START GIVEN RECORDS
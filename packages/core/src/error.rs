// ABOUTME: Backend error record and the business codes the client reacts to
// ABOUTME: Decodes the ErrorResponse body the REST backend sends for every failure

use serde::{Deserialize, Serialize};

/// Code used when a failure carries no decodable error body
pub const UNKNOWN_ERROR_CODE: &str = "UNKNOWN_ERROR";

/// Business codes meaning "the addressed record does not exist".
///
/// The backend reports most business failures as HTTP 400, so these codes are
/// the only reliable signal besides a plain 404.
pub const NOT_FOUND_CODES: &[&str] = &[
    "C002",  // resource
    "U001",  // user
    "CP001", // company
    "PJ001", // project
    "SR001", // service request
    "SP001", // specification
    "AP001", // approval
    "IS001", // issue
    "RL001", // release
    "IC001", // incident
    "PT001", // partner
    "AS001", // asset
];

/// Business codes meaning "the requested status is not reachable from the current one"
pub const INVALID_STATUS_CODES: &[&str] = &[
    "PJ003", "SR003", "SR004", "SP003", "SP005", "AP003", "AP005", "IS003", "RL003", "RL004",
    "IC003", "IC004",
];

/// One rejected field in a validation failure
#[derive(Debug, Clone, PartialEq, Serialize, Deserialize)]
pub struct FieldErrorDetail {
    pub field: String,
    #[serde(default)]
    pub value: Option<String>,
    pub reason: String,
}

/// Error body returned by the backend
#[derive(Debug, Clone, PartialEq, Serialize, Deserialize)]
pub struct ApiError {
    pub code: String,
    pub message: String,
    /// ISO-8601 time the backend produced the error
    #[serde(default)]
    pub timestamp: String,
    #[serde(default, skip_serializing_if = "Option::is_none")]
    pub errors: Option<Vec<FieldErrorDetail>>,
}

impl ApiError {
    /// Build an error record stamped with the current time
    pub fn new(code: impl Into<String>, message: impl Into<String>) -> Self {
        Self {
            code: code.into(),
            message: message.into(),
            timestamp: chrono::Utc::now().naive_utc().format("%Y-%m-%dT%H:%M:%S").to_string(),
            errors: None,
        }
    }

    /// Stand-in for a failure whose body could not be decoded
    pub fn unknown(status: u16) -> Self {
        Self::new(
            UNKNOWN_ERROR_CODE,
            format!("Request failed with status {}", status),
        )
    }

    /// Whether the code names a missing record
    pub fn is_not_found(&self) -> bool {
        NOT_FOUND_CODES.contains(&self.code.as_str())
    }

    /// Whether the code names a rejected status change
    pub fn is_invalid_status(&self) -> bool {
        INVALID_STATUS_CODES.contains(&self.code.as_str())
    }

    /// Field-level details, empty when the backend sent none
    pub fn field_errors(&self) -> &[FieldErrorDetail] {
        self.errors.as_deref().unwrap_or(&[])
    }
}

impl std::fmt::Display for ApiError {
    fn fmt(&self, f: &mut std::fmt::Formatter<'_>) -> std::fmt::Result {
        write!(f, "{} ({})", self.message, self.code)
    }
}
END GIVEN RECORDS
- EXERCISE REQUIREMENTS
Take the entries above and set them all down again exactly as they read.

- FINAL ANSWER
filename packages/core/src/error.rs
// ABOUTME: Backend error record and the business codes the client reacts to
// ABOUTME: Decodes the ErrorResponse body the REST backend sends for every failure

use serde::{Deserialize, Serialize};

/// Code used when a failure carries no decodable error body
pub const UNKNOWN_ERROR_CODE: &str = "UNKNOWN_ERROR";

/// Business codes meaning "the addressed record does not exist".
///
/// The backend reports most business failures as HTTP 400, so these codes are
/// the only reliable signal besides a plain 404.
pub const NOT_FOUND_CODES: &[&str] = &[
    "C002",  // resource
    "U001",  // user
    "CP001", // company
    "PJ001", // project
    "SR001", // service request
    "SP001", // specification
    "AP001", // approval
    "IS001", // issue
    "RL001", // release
    "IC001", // incident
    "PT001", // partner
    "AS001", // asset
];

/// Business codes meaning "the requested status is not reachable from the current one"
pub const INVALID_STATUS_CODES: &[&str] = &[
    "PJ003", "SR003", "SR004", "SP003", "SP005", "AP003", "AP005", "IS003", "RL003", "RL004",
    "IC003", "IC004",
];

/// One rejected field in a validation failure
#[derive(Debug, Clone, PartialEq, Serialize, Deserialize)]
pub struct FieldErrorDetail {
    pub field: String,
    #[serde(default)]
    pub value: Option<String>,
    pub reason: String,
}

/// Error body returned by the backend
#[derive(Debug, Clone, PartialEq, Serialize, Deserialize)]
pub struct ApiError {
    pub code: String,
    pub message: String,
    /// ISO-8601 time the backend produced the error
    #[serde(default)]
    pub timestamp: String,
    #[serde(default, skip_serializing_if = "Option::is_none")]
    pub errors: Option<Vec<FieldErrorDetail>>,
}

impl ApiError {
    /// Build an error record stamped with the current time
    pub fn new(code: impl Into<String>, message: impl Into<String>) -> Self {
        Self {
            code: code.into(),
            message: message.into(),
            timestamp: chrono::Utc::now().naive_utc().format("%Y-%m-%dT%H:%M:%S").to_string(),
            errors: None,
        }
    }

    /// Stand-in for a failure whose body could not be decoded
    pub fn unknown(status: u16) -> Self {
        Self::new(
            UNKNOWN_ERROR_CODE,
            format!("Request failed with status {}", status),
        )
    }

    /// Whether the code names a missing record
    pub fn is_not_found(&self) -> bool {
        NOT_FOUND_CODES.contains(&self.code.as_str())
    }

    /// Whether the code names a rejected status change
    pub fn is_invalid_status(&self) -> bool {
        INVALID_STATUS_CODES.contains(&self.code.as_str())
    }

    /// Field-level details, empty when the backend sent none
    pub fn field_errors(&self) -> &[FieldErrorDetail] {
        self.errors.as_deref().unwrap_or(&[])
    }
}

impl std::fmt::Display for ApiError {
    fn fmt(&self, f: &mut std::fmt::Formatter<'_>) -> std::fmt::Result {
        write!(f, "{} ({})", self.message, self.code)
    }
}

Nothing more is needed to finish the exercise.